EDIT: As far as I know, the definition of "ork" as a verb is left to the
imagination.

------
cpr
Bill Gates wrote code very well, and was an exceedingly good programmer.

I know, because I used to sit with him late at night at the Harvard CRCT
PDP-10 consoles (graduate research center in computing technology), ribbing
him about hacking on such silly hobbyist computers as 8008's and 8080's. (He
was working on his 8008 assembler/linker/simulator which he used to write the
Altair Basic before he ever saw the hardware. Worked the first time he tried
it on the real thing.)

He and I also had the same fate undergrad (I was '76, he was '77): we knew
enough CS that the undergrad courses at the time (fairly underdeveloped) were
too mickey mouse, so we took only grad CS courses (which were good even for
their time).

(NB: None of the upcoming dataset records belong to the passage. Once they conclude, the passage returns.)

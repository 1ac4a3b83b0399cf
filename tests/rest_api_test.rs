//! End-to-end tests for the REST surface.
//! Spins up the real router on a random port and drives it with reqwest.

use hmac::{Hmac, Mac};
use serde_json::{json, Value};
use sha2::Sha256;
use std::sync::Arc;
use tempfile::TempDir;
use wrapd::{
    ai::AiGateway,
    config::{HotConfig, WrapdConfig},
    events::EventBroadcaster,
    mail::Mailer,
    metrics::WrapdMetrics,
    storage::{Storage, TenantRow},
    tenants, AppContext,
};

const ADMIN_TOKEN: &str = "itest-admin-token";
const VOICE_SECRET: &str = "itest-voice-secret";

/// Find a free local port by binding to port 0.
fn find_free_port() -> u16 {
    let listener = std::net::TcpListener::bind("127.0.0.1:0").unwrap();
    listener.local_addr().unwrap().port()
}

/// Build the full context on a temp dir and serve it on a random port.
/// The AI gateway points at an unroutable port so calls fail fast, and the
/// mail relay is unconfigured so sends are no-ops.
async fn start_test_server() -> (TempDir, String, AppContext) {
    let dir = TempDir::new().unwrap();
    let port = find_free_port();

    let mut config = WrapdConfig::new(
        Some(port),
        Some(dir.path().to_path_buf()),
        Some("error".to_string()),
        Some("127.0.0.1".to_string()),
    );
    config.admin_token = Some(ADMIN_TOKEN.to_string());
    config.ai.base_url = "http://127.0.0.1:9".to_string();
    config.ai.timeout_secs = 1;
    config.voice.webhook_secret = VOICE_SECRET.to_string();
    config.approvals.link_secret = "itest-link-secret".to_string();
    config.approvals.public_base_url = format!("http://127.0.0.1:{port}");

    let storage = Arc::new(Storage::new(&config.data_dir).await.unwrap());
    let hot_config = Arc::new(tokio::sync::RwLock::new(HotConfig {
        log_level: config.log.clone(),
        tracking_poll_secs: config.tracking.poll_interval_secs,
        publish_interval_secs: config.social.publish_interval_secs,
    }));
    let mailer = Arc::new(Mailer::new(&config.mail));
    let ai = Arc::new(AiGateway::new(&config.ai).unwrap());

    let ctx = AppContext {
        config: Arc::new(config),
        hot_config,
        storage,
        broadcaster: Arc::new(EventBroadcaster::new()),
        mailer,
        ai,
        metrics: Arc::new(WrapdMetrics::new()),
        started_at: std::time::Instant::now(),
    };

    let server_ctx = ctx.clone();
    tokio::spawn(async move {
        wrapd::rest::start_rest_server(server_ctx).await.ok();
    });
    // Give the server a moment to bind.
    tokio::time::sleep(std::time::Duration::from_millis(50)).await;

    (dir, format!("http://127.0.0.1:{port}"), ctx)
}

async fn seed_tenant(ctx: &AppContext, name: &str, installs: bool) -> (TenantRow, String) {
    tenants::provision(&ctx.storage, name, installs).await.unwrap()
}

fn sign_voice(body: &[u8]) -> String {
    let mut mac = Hmac::<Sha256>::new_from_slice(VOICE_SECRET.as_bytes()).unwrap();
    mac.update(body);
    hex::encode(mac.finalize().into_bytes())
}

#[tokio::test]
async fn test_health_endpoint() {
    let (_dir, base, _ctx) = start_test_server().await;
    let resp = reqwest::get(format!("{base}/api/v1/health")).await.unwrap();
    assert_eq!(resp.status(), 200);
    let body: Value = resp.json().await.unwrap();
    assert_eq!(body["status"], "ok");
    assert_eq!(body["db_ok"], true);
    assert!(body["version"].is_string());
    assert!(body["uptime_secs"].is_number());
}

#[tokio::test]
async fn test_missing_or_wrong_api_key_is_401() {
    let (_dir, base, _ctx) = start_test_server().await;
    let client = reqwest::Client::new();

    let resp = client
        .get(format!("{base}/api/v1/contacts"))
        .send()
        .await
        .unwrap();
    assert_eq!(resp.status(), 401);
    let body: Value = resp.json().await.unwrap();
    assert_eq!(body["error"], "Invalid or missing API key");

    let resp = client
        .get(format!("{base}/api/v1/contacts"))
        .bearer_auth("wk_not_a_real_key")
        .send()
        .await
        .unwrap();
    assert_eq!(resp.status(), 401);
}

#[tokio::test]
async fn test_admin_token_gates_tenant_provisioning() {
    let (_dir, base, _ctx) = start_test_server().await;
    let client = reqwest::Client::new();

    // No admin header: rejected before any work happens.
    let resp = client
        .post(format!("{base}/api/v1/tenants"))
        .json(&json!({ "name": "Wrap City ATX" }))
        .send()
        .await
        .unwrap();
    assert_eq!(resp.status(), 403);

    // With the admin token: 201 and the api key appears exactly once.
    let resp = client
        .post(format!("{base}/api/v1/tenants"))
        .bearer_auth(ADMIN_TOKEN)
        .json(&json!({ "name": "Wrap City ATX", "installs_enabled": true }))
        .send()
        .await
        .unwrap();
    assert_eq!(resp.status(), 201);
    let body: Value = resp.json().await.unwrap();
    assert_eq!(body["slug"], "wrap-city-atx");
    assert_eq!(body["installs_enabled"], true);
    let api_key = body["api_key"].as_str().unwrap().to_string();
    assert!(api_key.starts_with("wk_"));

    // The new key authenticates, and the starter catalogue is in place.
    let resp = client
        .get(format!("{base}/api/v1/materials"))
        .bearer_auth(&api_key)
        .send()
        .await
        .unwrap();
    assert_eq!(resp.status(), 200);
    let body: Value = resp.json().await.unwrap();
    assert_eq!(body["materials"].as_array().unwrap().len(), 3);

    // Duplicate slug is a 400, not a crash.
    let resp = client
        .post(format!("{base}/api/v1/tenants"))
        .bearer_auth(ADMIN_TOKEN)
        .json(&json!({ "name": "wrap city atx" }))
        .send()
        .await
        .unwrap();
    assert_eq!(resp.status(), 400);
}

#[tokio::test]
async fn test_tenant_profile_hides_api_key() {
    let (_dir, base, ctx) = start_test_server().await;
    let (_tenant, api_key) = seed_tenant(&ctx, "JD's Wraps", false).await;
    let client = reqwest::Client::new();

    let resp = client
        .get(format!("{base}/api/v1/tenant"))
        .bearer_auth(&api_key)
        .send()
        .await
        .unwrap();
    assert_eq!(resp.status(), 200);
    let body: Value = resp.json().await.unwrap();
    assert_eq!(body["slug"], "jd-s-wraps");
    assert!(body.get("api_key").is_none(), "profile must not leak the key");

    // Settings update round-trips.
    let resp = client
        .patch(format!("{base}/api/v1/tenant"))
        .bearer_auth(&api_key)
        .json(&json!({ "labor_rate": 95.0, "default_margin_pct": 25.0 }))
        .send()
        .await
        .unwrap();
    assert_eq!(resp.status(), 200);
    let body: Value = resp.json().await.unwrap();
    assert_eq!(body["labor_rate"], 95.0);
    assert_eq!(body["default_margin_pct"], 25.0);

    // Out-of-range margin is rejected.
    let resp = client
        .patch(format!("{base}/api/v1/tenant"))
        .bearer_auth(&api_key)
        .json(&json!({ "default_margin_pct": 120.0 }))
        .send()
        .await
        .unwrap();
    assert_eq!(resp.status(), 400);
}

#[tokio::test]
async fn test_contact_upsert_and_stage_updates() {
    let (_dir, base, ctx) = start_test_server().await;
    let (_tenant, api_key) = seed_tenant(&ctx, "Wrap City", false).await;
    let client = reqwest::Client::new();

    let resp = client
        .post(format!("{base}/api/v1/contacts"))
        .bearer_auth(&api_key)
        .json(&json!({ "name": "Dana", "email": "dana@example.com", "vehicle": "2022 Ford Transit" }))
        .send()
        .await
        .unwrap();
    assert_eq!(resp.status(), 200);
    let body: Value = resp.json().await.unwrap();
    assert_eq!(body["created"], true);
    let contact_id = body["contact"]["id"].as_str().unwrap().to_string();

    // Same email merges instead of duplicating.
    let resp = client
        .post(format!("{base}/api/v1/contacts"))
        .bearer_auth(&api_key)
        .json(&json!({ "email": "Dana@Example.com", "phone": "555-123-9999" }))
        .send()
        .await
        .unwrap();
    let body: Value = resp.json().await.unwrap();
    assert_eq!(body["created"], false);
    assert_eq!(body["contact"]["id"], contact_id.as_str());

    // Stage moves through the pipeline; an unknown stage is a 400.
    let resp = client
        .patch(format!("{base}/api/v1/contacts/{contact_id}"))
        .bearer_auth(&api_key)
        .json(&json!({ "stage": "quoted" }))
        .send()
        .await
        .unwrap();
    assert_eq!(resp.status(), 200);
    let body: Value = resp.json().await.unwrap();
    assert_eq!(body["contact"]["stage"], "quoted");

    let resp = client
        .patch(format!("{base}/api/v1/contacts/{contact_id}"))
        .bearer_auth(&api_key)
        .json(&json!({ "stage": "vanished" }))
        .send()
        .await
        .unwrap();
    assert_eq!(resp.status(), 400);

    let resp = client
        .get(format!("{base}/api/v1/contacts?stage=quoted"))
        .bearer_auth(&api_key)
        .send()
        .await
        .unwrap();
    let body: Value = resp.json().await.unwrap();
    assert_eq!(body["contacts"].as_array().unwrap().len(), 1);
}

#[tokio::test]
async fn test_contacts_are_tenant_scoped() {
    let (_dir, base, ctx) = start_test_server().await;
    let (_a, key_a) = seed_tenant(&ctx, "Shop A", false).await;
    let (_b, key_b) = seed_tenant(&ctx, "Shop B", false).await;
    let client = reqwest::Client::new();

    let resp = client
        .post(format!("{base}/api/v1/contacts"))
        .bearer_auth(&key_a)
        .json(&json!({ "name": "Only A", "email": "a@example.com" }))
        .send()
        .await
        .unwrap();
    let body: Value = resp.json().await.unwrap();
    let contact_id = body["contact"]["id"].as_str().unwrap().to_string();

    // Tenant B sees neither the list entry nor the row itself.
    let resp = client
        .get(format!("{base}/api/v1/contacts"))
        .bearer_auth(&key_b)
        .send()
        .await
        .unwrap();
    let body: Value = resp.json().await.unwrap();
    assert!(body["contacts"].as_array().unwrap().is_empty());

    let resp = client
        .get(format!("{base}/api/v1/contacts/{contact_id}"))
        .bearer_auth(&key_b)
        .send()
        .await
        .unwrap();
    assert_eq!(resp.status(), 404);
}

#[tokio::test]
async fn test_task_lifecycle() {
    let (_dir, base, ctx) = start_test_server().await;
    let (_tenant, api_key) = seed_tenant(&ctx, "Wrap City", false).await;
    let client = reqwest::Client::new();

    let resp = client
        .post(format!("{base}/api/v1/tasks"))
        .bearer_auth(&api_key)
        .json(&json!({ "title": "Order more SW900", "detail": "Black gloss running low" }))
        .send()
        .await
        .unwrap();
    assert_eq!(resp.status(), 201);
    let body: Value = resp.json().await.unwrap();
    let task_id = body["task"]["id"].as_str().unwrap().to_string();
    assert_eq!(body["task"]["kind"], "manual");
    assert_eq!(body["task"]["status"], "open");

    let resp = client
        .get(format!("{base}/api/v1/tasks?status=open"))
        .bearer_auth(&api_key)
        .send()
        .await
        .unwrap();
    let body: Value = resp.json().await.unwrap();
    assert_eq!(body["tasks"].as_array().unwrap().len(), 1);

    let resp = client
        .patch(format!("{base}/api/v1/tasks/{task_id}"))
        .bearer_auth(&api_key)
        .json(&json!({ "status": "done" }))
        .send()
        .await
        .unwrap();
    assert_eq!(resp.status(), 200);

    let resp = client
        .patch(format!("{base}/api/v1/tasks/{task_id}"))
        .bearer_auth(&api_key)
        .json(&json!({ "status": "paused" }))
        .send()
        .await
        .unwrap();
    assert_eq!(resp.status(), 400);
}

#[tokio::test]
async fn test_voice_webhook_signature_flow() {
    let (_dir, base, ctx) = start_test_server().await;
    let (tenant, _api_key) = seed_tenant(&ctx, "Wrap City", false).await;
    let client = reqwest::Client::new();
    let slug = &tenant.slug;

    let event = json!({ "type": "call.started", "call_id": "call-9", "from": "555-777-1234" });
    let body = serde_json::to_vec(&event).unwrap();

    // Unsigned request never reaches the handler.
    let resp = client
        .post(format!("{base}/webhooks/voice/{slug}"))
        .body(body.clone())
        .send()
        .await
        .unwrap();
    assert_eq!(resp.status(), 401);

    // Tampered signature is rejected too.
    let resp = client
        .post(format!("{base}/webhooks/voice/{slug}"))
        .header("x-voice-signature", sign_voice(b"other body"))
        .body(body.clone())
        .send()
        .await
        .unwrap();
    assert_eq!(resp.status(), 401);

    // Valid signature: the call opens a phone conversation.
    let resp = client
        .post(format!("{base}/webhooks/voice/{slug}"))
        .header("x-voice-signature", sign_voice(&body))
        .body(body.clone())
        .send()
        .await
        .unwrap();
    assert_eq!(resp.status(), 200);
    let out: Value = resp.json().await.unwrap();
    assert_eq!(out["ok"], true);

    // Unknown slug is a 404 before signature verification matters.
    let resp = client
        .post(format!("{base}/webhooks/voice/no-such-shop"))
        .header("x-voice-signature", sign_voice(&body))
        .body(body)
        .send()
        .await
        .unwrap();
    assert_eq!(resp.status(), 404);
}

#[tokio::test]
async fn test_metrics_endpoint_counts_requests() {
    let (_dir, base, _ctx) = start_test_server().await;

    reqwest::get(format!("{base}/api/v1/health")).await.unwrap();
    let resp = reqwest::get(format!("{base}/api/v1/metrics")).await.unwrap();
    assert_eq!(resp.status(), 200);
    assert!(resp
        .headers()
        .get("content-type")
        .unwrap()
        .to_str()
        .unwrap()
        .starts_with("text/plain"));
    let text = resp.text().await.unwrap();
    assert!(text.contains("wrapd_uptime_seconds"));
    assert!(!text.contains("wrapd_http_requests_total 0"));
}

And he did well in those courses.

So his brilliance and his skill aren't in question.

Nor is his drive and competitiveness--that was obvious even back then. He was
a serious player in the Currier House poker (bridge?) tournaments that would
go on for days and involve many $K pots. (Way over my head.)

------
atakan_gurkan
This reminds me of the following piece from
<http://www.sorehands.com/humor/real5.htm>

"Allegedly, one Real Programmer managed to tuck a pattern-matching program
into a few hundred bytes of unused memory in a Voyager spacecraft that
searched for, located, and photographed a new moon of Jupiter."

BTW, I would be very grateful if someone could verify this.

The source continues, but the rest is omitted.